• _Work instruction_:
Below is a listing. Copy each line of it that holds the word "take".

• _The records_:

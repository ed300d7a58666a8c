//! The multi-stage transform engine: raw snapshot federation, staging
//! derivation, daily rollups, anomaly detection, and post-build health
//! checks. Every stage is a full rebuild from its input (create-or-replace),
//! never an incremental merge.

pub mod error;
pub mod health;
pub mod mart;
pub mod raw;
pub mod staging;
pub mod tables;

use crate::config::PipelineConfig;
use crate::types::Granularity;
use crate::warehouse::error::WarehouseError;
use crate::warehouse::health::HealthReport;
use crate::warehouse::tables::Table;
use log::info;
use polars::prelude::*;
use std::fs;
use std::path::PathBuf;

/// Rebuilds the derived tables from the raw snapshot directory.
///
/// `refresh` is not safe to run concurrently against the same warehouse
/// directory: each stage replaces a named table, and two racing rebuilds
/// produce an undefined final state. The caller serializes transform runs.
pub struct Warehouse {
    data_dir: PathBuf,
    warehouse_dir: PathBuf,
}

impl Warehouse {
    pub fn new(config: &PipelineConfig) -> Self {
        Self {
            data_dir: config.data_dir.clone(),
            warehouse_dir: config.warehouse_dir.clone(),
        }
    }

    /// Runs the full transform pipeline: raw → staging → mart → health.
    ///
    /// Stages run in order and each replaces its table only on successful
    /// completion, so a mid-pipeline failure aborts the remaining stages and
    /// leaves earlier outputs (and any previous build of the failed table)
    /// intact. Zero snapshot files is a valid input and produces empty tables.
    pub fn refresh(&self) -> Result<HealthReport, WarehouseError> {
        fs::create_dir_all(&self.warehouse_dir)
            .map_err(|e| WarehouseError::WarehouseDirCreation(self.warehouse_dir.clone(), e))?;

        let (raw_hourly, hourly_files) = raw::scan_raw_table(&self.data_dir, Granularity::Hourly)?;
        info!(
            "Raw hourly table: {} snapshot file(s), {} rows",
            hourly_files,
            count_raw_rows(raw_hourly.clone(), Granularity::Hourly)?
        );

        let (raw_daily, daily_files) = raw::scan_raw_table(&self.data_dir, Granularity::Daily)?;
        if daily_files > 0 {
            info!(
                "Raw daily table: {} snapshot file(s), {} rows",
                daily_files,
                count_raw_rows(raw_daily, Granularity::Daily)?
            );
        }

        let mut staged = staging::build_staging(raw_hourly)
            .collect()
            .map_err(|source| WarehouseError::StageCollect {
                table: Table::StagingWeatherHourly,
                source,
            })?;
        info!("Built {} with {} rows", Table::StagingWeatherHourly, staged.height());
        tables::replace_table(&self.warehouse_dir, Table::StagingWeatherHourly, &mut staged)?;

        // Mart stages read the materialized staging table, not the raw scan,
        // so they see exactly what was just written.
        let staging_scan = tables::scan_table(&self.warehouse_dir, Table::StagingWeatherHourly)?;

        let mut daily = mart::build_daily(staging_scan.clone())
            .collect()
            .map_err(|source| WarehouseError::StageCollect {
                table: Table::MartWeatherDaily,
                source,
            })?;
        info!("Built {} with {} rows", Table::MartWeatherDaily, daily.height());
        tables::replace_table(&self.warehouse_dir, Table::MartWeatherDaily, &mut daily)?;

        let mut anomalies = mart::build_anomalies(staging_scan)
            .collect()
            .map_err(|source| WarehouseError::StageCollect {
                table: Table::MartWeatherAnomalies,
                source,
            })?;
        info!(
            "Built {} with {} anomalous rows",
            Table::MartWeatherAnomalies,
            anomalies.height()
        );
        tables::replace_table(&self.warehouse_dir, Table::MartWeatherAnomalies, &mut anomalies)?;

        let report = health::check(&self.warehouse_dir)?;
        report.log_summary();
        Ok(report)
    }

    /// Standalone read-only health check, without rebuilding anything.
    pub fn health_check(&self) -> Result<HealthReport, WarehouseError> {
        health::check(&self.warehouse_dir)
    }
}

fn count_raw_rows(raw: LazyFrame, granularity: Granularity) -> Result<u64, WarehouseError> {
    let counted = raw
        .select([len().alias("rows")])
        .collect()
        .map_err(|source| WarehouseError::RawCount {
            granularity,
            source,
        })?;
    let rows = counted
        .column("rows")
        .and_then(|c| c.u32())
        .map_err(|source| WarehouseError::RawCount {
            granularity,
            source,
        })?
        .get(0)
        .unwrap_or(0);
    Ok(u64::from(rows))
}
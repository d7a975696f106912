//! Forwarding of the event stream to another thread, e.g. a network peer.

use std::sync::atomic::{AtomicBool, Ordering};

use crossbeam_channel::{Receiver, Sender};
use rewind_core::{Auditor, Command, Encode, Event};

/// Auditor that sends every encoded [`Event`] down a channel.
///
/// The receiving side decodes frames with
/// [`Decode::from_bytes`](rewind_core::Decode::from_bytes). Sending never
/// blocks the worker; once the receiver is dropped the mirror goes quiet.
pub struct EventMirror {
    tx: Sender<Vec<u8>>,
    recordable_only: bool,
    disconnected: AtomicBool,
}

impl EventMirror {
    /// Mirror into an unbounded channel and return its receiving end.
    #[must_use]
    pub fn channel() -> (Self, Receiver<Vec<u8>>) {
        let (tx, rx) = crossbeam_channel::unbounded();
        (Self::new(tx), rx)
    }

    #[must_use]
    pub const fn new(tx: Sender<Vec<u8>>) -> Self {
        Self {
            tx,
            recordable_only: false,
            disconnected: AtomicBool::new(false),
        }
    }

    /// Forward only events that change machine history.
    #[must_use]
    pub const fn recordable_only(mut self) -> Self {
        self.recordable_only = true;
        self
    }
}

impl Auditor for EventMirror {
    fn audit(&self, _command: &Command, event: &Event) {
        if self.recordable_only && !event.is_recordable() {
            return;
        }
        if self.disconnected.load(Ordering::Relaxed) {
            return;
        }
        let frame = match event.to_bytes() {
            Ok(frame) => frame,
            Err(e) => {
                tracing::warn!("Event at tick {} not mirrored: {e}", event.tick);
                return;
            }
        };
        if self.tx.send(frame).is_err() {
            tracing::debug!("Event mirror receiver dropped, mirror disabled");
            self.disconnected.store(true, Ordering::Relaxed);
        }
    }
}

impl core::fmt::Debug for EventMirror {
    fn fmt(&self, f: &mut core::fmt::Formatter<'_>) -> core::fmt::Result {
        f.debug_struct("EventMirror")
            .field("recordable_only", &self.recordable_only)
            .field("disconnected", &self.disconnected.load(Ordering::Relaxed))
            .finish_non_exhaustive()
    }
}

#[cfg(test)]
mod tests {
    use rewind_core::{Decode, EventKind};

    use super::*;

    #[test]
    fn test_mirror_sends_decodable_frames() {
        let (mirror, rx) = EventMirror::channel();
        let event = Event::new(
            640,
            EventKind::RunUntil {
                stop_tick: 700,
                samples: vec![1, 2],
            },
        );
        mirror.audit(&Command::RunUntil { stop_tick: 700 }, &event);

        let frame = rx.try_recv().unwrap();
        assert_eq!(Event::from_bytes(&frame).unwrap(), event);
    }

    #[test]
    fn test_recordable_filter() {
        let (mirror, rx) = EventMirror::channel();
        let mirror = mirror.recordable_only();
        mirror.audit(&Command::Pause, &Event::new(1, EventKind::Pause));
        mirror.audit(&Command::Reset, &Event::new(2, EventKind::Reset));

        let only = Event::from_bytes(&rx.try_recv().unwrap()).unwrap();
        assert_eq!(only.kind, EventKind::Reset);
        assert!(rx.try_recv().is_err());
    }

    #[test]
    fn test_dropped_receiver_is_harmless() {
        let (mirror, rx) = EventMirror::channel();
        drop(rx);
        mirror.audit(&Command::Reset, &Event::new(0, EventKind::Reset));
        mirror.audit(&Command::Reset, &Event::new(1, EventKind::Reset));
        assert!(mirror.disconnected.load(Ordering::Relaxed));
    }
}
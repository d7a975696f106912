//! Public handle to the execution engine.

use std::sync::Arc;
use std::sync::atomic::{AtomicU64, Ordering};
use std::thread::{self, JoinHandle};

use parking_lot::{Mutex, RwLock};
use rewind_core::{AudioBuffer, Auditor, Command, Completion, Device, IdleSupplier, NoAudio};

use crate::queue::CommandQueue;
use crate::snapshot::{ReverseHistory, Snapshots};
use crate::status::{Control, EngineState, EngineStatus};
use crate::worker::Worker;
use crate::{EngineConfig, EngineError, EngineResult};

/// Identifies an auditor registered with [`Engine::subscribe`].
#[derive(Debug, Clone, Copy, PartialEq, Eq, Hash)]
pub struct SubscriptionId(u64);

impl SubscriptionId {
    #[must_use]
    pub const fn raw(self) -> u64 {
        self.0
    }
}

/// State shared between the engine handle and its worker thread.
pub(crate) struct Shared<D> {
    pub device: Arc<Mutex<D>>,
    pub queue: CommandQueue,
    pub auditors: RwLock<Vec<(SubscriptionId, Arc<dyn Auditor>)>>,
    pub idle: Mutex<Option<Box<dyn IdleSupplier>>>,
    pub audio: RwLock<Arc<dyn AudioBuffer>>,
    pub control: Mutex<Control>,
    pub snapshots: Arc<Mutex<Snapshots>>,
    pub state: Mutex<EngineState>,
    pub config: EngineConfig,
}

/// Single-writer execution engine.
///
/// Commands from any thread are applied to the device one at a time, in
/// enqueue order, by a dedicated worker thread. Every resulting event is
/// handed to the registered auditors on that same thread.
///
/// # Example
///
/// ```ignore
/// let engine = Engine::new(machine);
/// engine.subscribe(|command: &Command, event: &Event| println!("{command:?} -> {event:?}"));
/// engine.start()?;
/// engine.enqueue(Command::Reset).wait();
/// engine.stop()?;
/// ```
pub struct Engine<D: Device> {
    shared: Arc<Shared<D>>,
    worker: Mutex<Option<JoinHandle<()>>>,
    next_subscription: AtomicU64,
}

impl<D: Device> Engine<D> {
    /// Engine with the default configuration.
    pub fn new(device: D) -> Self {
        Self::with_config(device, EngineConfig::default())
    }

    pub fn with_config(device: D, config: EngineConfig) -> Self {
        Self {
            shared: Arc::new(Shared {
                device: Arc::new(Mutex::new(device)),
                queue: CommandQueue::new(),
                auditors: RwLock::new(Vec::new()),
                idle: Mutex::new(None),
                audio: RwLock::new(Arc::new(NoAudio)),
                control: Mutex::new(Control::default()),
                snapshots: Arc::new(Mutex::new(Snapshots::new(
                    config.snapshot_interval,
                    config.max_snapshots,
                ))),
                state: Mutex::new(EngineState::Stopped),
                config,
            }),
            worker: Mutex::new(None),
            next_subscription: AtomicU64::new(0),
        }
    }

    #[must_use]
    pub fn config(&self) -> EngineConfig {
        self.shared.config
    }

    // ==================== Lifecycle ====================

    /// Spawn the worker thread. Does nothing if it is already running.
    pub fn start(&self) -> EngineResult<()> {
        let mut worker = self.worker.lock();
        if let Some(handle) = worker.as_ref() {
            if !handle.is_finished() {
                return Ok(());
            }
            // The previous worker exited on a queued Quit.
            if let Some(handle) = worker.take() {
                handle.join().map_err(|_| EngineError::WorkerPanicked)?;
            }
        }

        let shared = Arc::clone(&self.shared);
        *self.shared.state.lock() = EngineState::Idle;
        let handle = thread::Builder::new()
            .name("rewind-engine".to_owned())
            .spawn(move || Worker::new(shared).run())?;
        *worker = Some(handle);

        tracing::info!("Engine started");
        Ok(())
    }

    /// Queue a `Quit` behind everything already enqueued and wait for the
    /// worker to exit. Does nothing if no worker is running.
    pub fn stop(&self) -> EngineResult<()> {
        let Some(handle) = self.worker.lock().take() else {
            return Ok(());
        };
        if !handle.is_finished() {
            self.shared.queue.push(Command::Quit);
        }
        let result = handle.join();
        // Drops our own Quit if the worker had already exited on another one.
        self.shared.queue.clear();
        *self.shared.state.lock() = EngineState::Stopped;

        result.map_err(|_| EngineError::WorkerPanicked)?;
        tracing::info!("Engine stopped");
        Ok(())
    }

    // ==================== Commands ====================

    /// Append `command` to the queue. Never blocks on the worker.
    pub fn enqueue(&self, command: Command) -> Completion {
        tracing::trace!("Enqueue {command:?}");
        self.shared.queue.push(command)
    }

    /// Register an auditor. Auditors are called in registration order.
    pub fn subscribe(&self, auditor: impl Auditor) -> SubscriptionId {
        self.subscribe_shared(Arc::new(auditor))
    }

    /// Register an auditor the caller keeps a handle to.
    pub fn subscribe_shared(&self, auditor: Arc<dyn Auditor>) -> SubscriptionId {
        let id = SubscriptionId(self.next_subscription.fetch_add(1, Ordering::Relaxed));
        self.shared.auditors.write().push((id, auditor));
        id
    }

    /// Remove an auditor. Returns `false` if `id` was not registered.
    pub fn unsubscribe(&self, id: SubscriptionId) -> bool {
        let mut auditors = self.shared.auditors.write();
        let before = auditors.len();
        auditors.retain(|(existing, _)| *existing != id);
        auditors.len() != before
    }

    /// Supplier consulted whenever the queue is empty.
    pub fn set_idle_supplier(&self, supplier: impl IdleSupplier + 'static) {
        *self.shared.idle.lock() = Some(Box::new(supplier));
    }

    pub fn clear_idle_supplier(&self) {
        *self.shared.idle.lock() = None;
    }

    /// Audio sink whose overrun flag throttles `RunUntil`.
    pub fn set_audio(&self, audio: impl AudioBuffer + 'static) {
        *self.shared.audio.write() = Arc::new(audio);
    }

    // ==================== Device access ====================

    /// Run `f` against the device under the device guard.
    pub fn with_device<R>(&self, f: impl FnOnce(&D) -> R) -> R {
        f(&self.shared.device.lock())
    }

    /// Run `f` against the device with write access. The worker cannot
    /// apply commands meanwhile.
    ///
    /// The automatic snapshot ring is not touched; clear it through
    /// [`reverse_history`](Self::reverse_history) if `f` replaces the state.
    pub fn with_device_mut<R>(&self, f: impl FnOnce(&mut D) -> R) -> R {
        f(&mut self.shared.device.lock())
    }

    /// Shared handle to the automatic snapshot ring behind `Reverse`.
    #[must_use]
    pub fn reverse_history(&self) -> ReverseHistory {
        ReverseHistory(Arc::clone(&self.shared.snapshots))
    }

    /// Shared handle to the device guard.
    #[must_use]
    pub fn device(&self) -> Arc<Mutex<D>> {
        Arc::clone(&self.shared.device)
    }

    #[must_use]
    pub fn tick(&self) -> u64 {
        self.shared.device.lock().tick()
    }

    #[must_use]
    pub fn state(&self) -> EngineState {
        *self.shared.state.lock()
    }

    #[must_use]
    pub fn status(&self) -> EngineStatus {
        let control = *self.shared.control.lock();
        let (auto_snapshots, explicit_snapshots) = {
            let snapshots = self.shared.snapshots.lock();
            (snapshots.auto_len(), snapshots.explicit_len())
        };
        EngineStatus {
            state: self.state(),
            mode: control.mode,
            locks: control.locks,
            tick: self.tick(),
            queued: self.shared.queue.len(),
            auto_snapshots,
            explicit_snapshots,
        }
    }
}

impl<D: Device> Drop for Engine<D> {
    fn drop(&mut self) {
        if let Err(e) = self.stop() {
            tracing::error!("Engine shutdown failed: {e}");
        }
    }
}

impl<D: Device> core::fmt::Debug for Engine<D> {
    fn fmt(&self, f: &mut core::fmt::Formatter<'_>) -> core::fmt::Result {
        f.debug_struct("Engine")
            .field("state", &self.state())
            .field("queued", &self.shared.queue.len())
            .field("auditors", &self.shared.auditors.read().len())
            .finish_non_exhaustive()
    }
}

• _Answer space_:
            if let Some(handle) = worker.take() {
        let Some(handle) = self.worker.lock().take() else {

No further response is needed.